Nos estágios de enfermagem você aprende a importância de cada gesto e palavra dita.
Tive uma paciente da oncologia de aproximadamente 36 anos que, apesar de sua condição de saúde, era independente. Frequentava as reuniões religiosas do hospital, ia ao banheiro sem precisar de ajuda, enfim conseguia realizar suas atividades diárias sem muita dificuldade. Muitas vezes passava no posto de enfermagem para nos chamar e tirar algumas dúvidas. Aparentemente a família era bastante presente, o marido ficava o tempo todo ao seu lado e os familiares iam visitá-la com frequência.
Foi esclarecido a ela que seu caso era fora de possibilidade terapêutica. Depois disso, ela repentinamente descompensou até chegar ao coma. Na semana seguinte, fiquei assustada ao observar que a mesma mulher firme que vi na semana anterior estava restrita ao leito, sedada por medicações fortes para aplacar as dores em seu final de vida.
Chegou a hora de dividirmos os pacientes e, para minha surpresa, a professora me indicou para cuidar dela. Confesso que quis desistir por medo, me perguntava o tempo todo: Será que ela morrerá em minhas mãos? E será que vou saber colocar em prática o que aprendi diante disso? Então, eu falei do meu medo para minha professora e ela disse que estaria comigo e não precisava eu me preocupar.
Comecei a realizar o exame físico completamente muda e quase sem reação, pois de fato a paciente não se movimentava de maneira alguma e nem respondia a nenhum tipo de estímulo. Foi quando a professora me questionou: por que você não conversa com ela? Ela te ouve.
Eu tenho um medo pessoal de me deparar com a morte. Entendo que é inevitável, que talvez mais do que algumas profissões, eu terei que conviver com ela. Só que por mais que os professores digam que não podemos nos apegar aos pacientes para não sofrermos, o apego acaba acontecendo. Nós nos colocamos no lugar deles, dos familiares e acabamos sofrendo junto. A verdade é que apesar de compreender que em alguns casos a morte é algo que não se pode retardar, nunca espero que aconteça de fato. Tenho medo de como nos tornamos impotentes diante disso, ou seja, querer diminuir a dor do outro e ter poucas possibilidades para fazer isso.
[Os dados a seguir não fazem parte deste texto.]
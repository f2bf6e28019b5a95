use tracing_subscriber::{layer::SubscriberExt, util::SubscriberInitExt, EnvFilter};

pub fn init_cli_logger(verbose: bool) {
    let filter = if verbose {
        EnvFilter::try_from_default_env()
            .unwrap_or_else(|_| EnvFilter::new("subscriber_billing=debug,info"))
    } else {
        EnvFilter::try_from_default_env()
            .unwrap_or_else(|_| EnvFilter::new("subscriber_billing=info"))
    };

    tracing_subscriber::registry()
        .with(filter)
        .with(
            tracing_subscriber::fmt::layer()
                .with_target(false)
                .with_thread_ids(false)
                .with_file(false)
                .with_line_number(false)
                .compact(),
        )
        .init();
}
No fim do dia, eu conseguia entrar no quarto e ver que a mulher que conheci antes ainda estava ali, só que agora precisava mais de mim. Não era só quando ela estava conversando, andando, que ela merecia minha atenção. Aos poucos fui “quebrando o gelo”, consegui conversar com ela, perguntar como estava, pedir licença ao tocá-la, segurava sua mão por alguns instantes para que ela se sentisse segura. Eu percebia que com esses pequenos gestos a família ficava mais satisfeita, pois via que dávamos importância para seus sentimentos.
Reconhecer os sentimentos do doente é fundamental para o enfermeiro, pois é através dessa compreensão que ele percebe as necessidades reais do paciente e pode realizar um plano de cuidados sistematizado, considerando a pessoa como um todo, e desenvolvendo uma postura empática. (SILVA MJP, 2001; 41(4):14- 20).
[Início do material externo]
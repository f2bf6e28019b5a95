use clap::Parser;
use subscriber_billing::utils::{logger, validation::Validate};
use subscriber_billing::{
    BillingEngine, BillingPipeline, CliConfig, DemoRoster, FileSource, LocalSink,
};

fn main() -> Result<(), Box<dyn std::error::Error>> {
    let config = CliConfig::parse();

    logger::init_cli_logger(config.verbose);

    tracing::info!("Starting subscriber-billing CLI");
    if config.verbose {
        tracing::debug!("CLI config: {:?}", config);
    }

    if let Err(e) = config.validate() {
        tracing::error!("❌ Configuration validation failed: {}", e);
        eprintln!("❌ {}", e);
        std::process::exit(1);
    }

    let sink = LocalSink::new(config.output_path.clone());

    let result = match config.subscribers.clone() {
        Some(path) => {
            let pipeline = BillingPipeline::new(FileSource::new(path), sink, config);
            BillingEngine::new(pipeline).run()
        }
        None => {
            tracing::warn!("No subscriber file configured, using built-in demo roster");
            let pipeline = BillingPipeline::new(DemoRoster, sink, config);
            BillingEngine::new(pipeline).run()
        }
    };

    match result {
        Ok(output_path) => {
            tracing::info!("✅ Billing run completed successfully!");
            println!("✅ Billing run completed successfully!");
            println!("📁 Report saved to: {}", output_path);
        }
        Err(e) => {
            tracing::error!("❌ Billing run failed: {}", e);
            eprintln!("❌ {}", e);
            std::process::exit(1);
        }
    }

    Ok(())
}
Vale ressaltar a importância da comunicação com o paciente estando consciente ou não, o ato de pedir licença ao realizar qualquer procedimento, pois o corpo é algo que resguardamos e devemos nos preocupar com a privacidade do paciente. Portanto, devemos procurar não expor o corpo do paciente de maneira desnecessária ao prestar-lhe qualquer tipo de assistência, principalmente quando o mesmo não tem condições de decidir por si e, especialmente, é sempre bom segurar sua mão para que ele sinta que tem onde encontrar forças.
Estudos com pacientes internados em unidades de terapia intensiva mostram que o toque de familiares, enfermeiros e médicos pode alterar o ritmo cardíaco do paciente, o qual chega a diminuir, quando os enfermeiros seguram suas mãos (Lynch JJ, 1978, apud SILVA MJP; ZINN GR; TELLES SCR, 2003, 11(3):326-32).
Partindo desse pressuposto, pude observar como pequenos gestos de carinho podem contribuir de forma positiva com os pacientes. Aprendi que o melhor final de vida é aquele que estamos rodeados por quem realmente se importa conosco, e mesmo ela estando inconsciente, continua sendo um ser humano sensível, que precisa de apoio emocional acima de tudo.
Referência:
ZINN GR, SILVA MJP, TELLES SCR. Comunicar-se com paciente sedado: vivência de quem cuida. Revista Latino – Americana de Enfermagem. Enfermagem USP, Ribeirão Preto – SP, 2003 maio-junho; 11(3):326-32. Disponível em: www.scielo.br/pdf/rlae/v11n3/16542.pdf. Acesso em: 24 de outubro de 2013.